Biological neurons
A biological neuron (nerve cell) is an electrically excitable cell that processes and transmits information through electrical and chemical signals. A chemical signal occurs via a synapse, a specialized connection with other cells. Neurons connect to each other to form neural networks. Neurons are the core components of the nervous system, which includes the brain, spinal cord, and peripheral ganglia. There are different types of neurons: sensory neurons, motor neurons and interneurons.
A typical neuron possesses a soma (perkaryon or cyton = cell body with nucleus), dendrites and an axon. Neurons do not undergo cell division.
Dendrites are thin structures that arise from the cell body, branching multiple times and giving rise to a complex dendritic tree. An axon is a special cellular extension that arises from the cell body and travels for long distances (as far as 1 meter in humans). The cell body of a neuron gives rise to multiple dendrites, but never to more than one axon, although the axon may branch hundreds of times before it terminates. The axon terminal contains synapses, specialized structures where neurotransmitter chemicals are released to communicate with target neurons. At the majority of synapses, signals are sent from the axon of one neuron to a dendrite of another, however there are a lot of exceptions.

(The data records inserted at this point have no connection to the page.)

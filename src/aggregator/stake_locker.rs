use bigdecimal::BigDecimal;

use crate::aggregator::Aggregator;
use crate::entities::StakeLocker;
use crate::events::EventContext;
use crate::store::KeyedStore;
use crate::units::to_usd;

impl Aggregator {
    /// Refresh a stake locker's USD view from its raw input-token counters
    /// and the owning pool's current input token price. Same per-block guard
    /// as `schedule_tick`.
    pub fn stake_locker_tick(
        &self,
        locker: &mut StakeLocker,
        input_token_decimals: u32,
        input_token_price_usd: &BigDecimal,
        ctx: &EventContext,
    ) {
        if locker.last_updated_block == ctx.block_number {
            return;
        }

        locker.staked_balance_usd = to_usd(
            &locker.stake_token_balance_in_pool_input_tokens,
            input_token_decimals,
            input_token_price_usd,
        );
        locker.cumulative_interest_usd = to_usd(
            &locker.cumulative_interest_in_pool_input_tokens,
            input_token_decimals,
            input_token_price_usd,
        );
        locker.cumulative_losses_usd = to_usd(
            &locker.cumulative_stake_default_in_pool_input_tokens,
            input_token_decimals,
            input_token_price_usd,
        );
        locker.revenue_usd = locker.cumulative_interest_usd.clone();

        locker.last_updated_block = ctx.block_number;
        self.store().stake_lockers.save(&locker.id, locker.clone());
    }
}

#[cfg(test)]
mod tests {
    use super::*;
    use crate::prices::PriceResolver;
    use crate::store::{EntityStore, StakeLockerSeed};
    use num_bigint::BigInt;
    use std::str::FromStr;
    use std::sync::Arc;

    #[test]
    fn usd_fields_follow_raw_counters_and_price() {
        let store = Arc::new(EntityStore::new());
        let mut locker = store.get_or_create_stake_locker(
            "0xlocker",
            StakeLockerSeed {
                market: "0xpool".to_string(),
                stake_token: "0xbpt".to_string(),
                creation_timestamp: 1,
                creation_block: 1,
            },
        );
        let aggregator = Aggregator::new(store, PriceResolver::new(Vec::new()));

        locker.stake_token_balance_in_pool_input_tokens = BigInt::from(2_000_000u64);
        locker.cumulative_interest_in_pool_input_tokens = BigInt::from(500_000u64);

        let ctx = EventContext {
            block_number: 10,
            timestamp: 1_650_000_000,
            tx_sender: "0xsender".to_string(),
        };
        let price = BigDecimal::from_str("1.00").unwrap();
        aggregator.stake_locker_tick(&mut locker, 6, &price, &ctx);

        assert_eq!(locker.staked_balance_usd, BigDecimal::from(2));
        assert_eq!(
            locker.cumulative_interest_usd,
            BigDecimal::from_str("0.5").unwrap()
        );
        assert_eq!(locker.revenue_usd, locker.cumulative_interest_usd);

        // Same block: a raw change must not surface until the next block.
        locker.cumulative_interest_in_pool_input_tokens = BigInt::from(999_999u64);
        aggregator.stake_locker_tick(&mut locker, 6, &price, &ctx);
        assert_eq!(
            locker.cumulative_interest_usd,
            BigDecimal::from_str("0.5").unwrap()
        );
    }
}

All neurons are electrically excitable, maintaining voltage gradients across their membranes by means of metabolically driven ion (sodium, potassium, chloride, calcium) pumps. Changes in the cross-membrane voltage can alter the function of voltage-dependent ion channels. Each time the electrical potential inside the soma reaches a certain threshold, an all-or-none electrochemical pulse called an action potential is fired, which travels rapidly along the cell’s axon, and activates synaptic connections with other cells when it arrives.
Artificial neurons
An artificial neuron is a mathematical function conceived as an abstraction of biological neurons. The artificial neuron receives one or more inputs (representing the dendrites) and sums them to produce an output (representing the axon). Usually the sums of each node are weighted, and the sum is passed through a non-linear function known as an activation function or transfer function.
The first artificial neuron was the Threshold Logic Unit (TLU) first proposed by Warren McCulloch and Walter Pitts in 1943. This model is still the standard of reference in the field of neural networks and called a McCulloch–Pitts neuron. However, artificial neurons of simple types, such as the McCulloch–Pitts model, are sometimes characterized as caricature models, in that they are intended to reflect one or more neurophysiological observations, but without regard to realism.
In the 1980s computer scientist Carver Mead, who is widely regarded as the father of neuromorphic computing, demonstrated that sub-threshold CMOS circuits behave in a similar way to the ion-channel proteins in cell membranes. Ion channels, which shuttle electrically charged sodium and potassium atoms into and out of cells, are responsible for creating action potentials. Using sub-threshold domains mimicks action potentials with little power consumption.
At the Neuromorphic Cognitive Systems Institute of Neuroinformatics of the University of Zurich and ETH Zurich, a research group leaded by Giacomo Indiveri is currently developing, using the sub-threshold-domain principle, neuromorphic chips that have hundreds of artificial neurons and thousands of synapses between those neurons.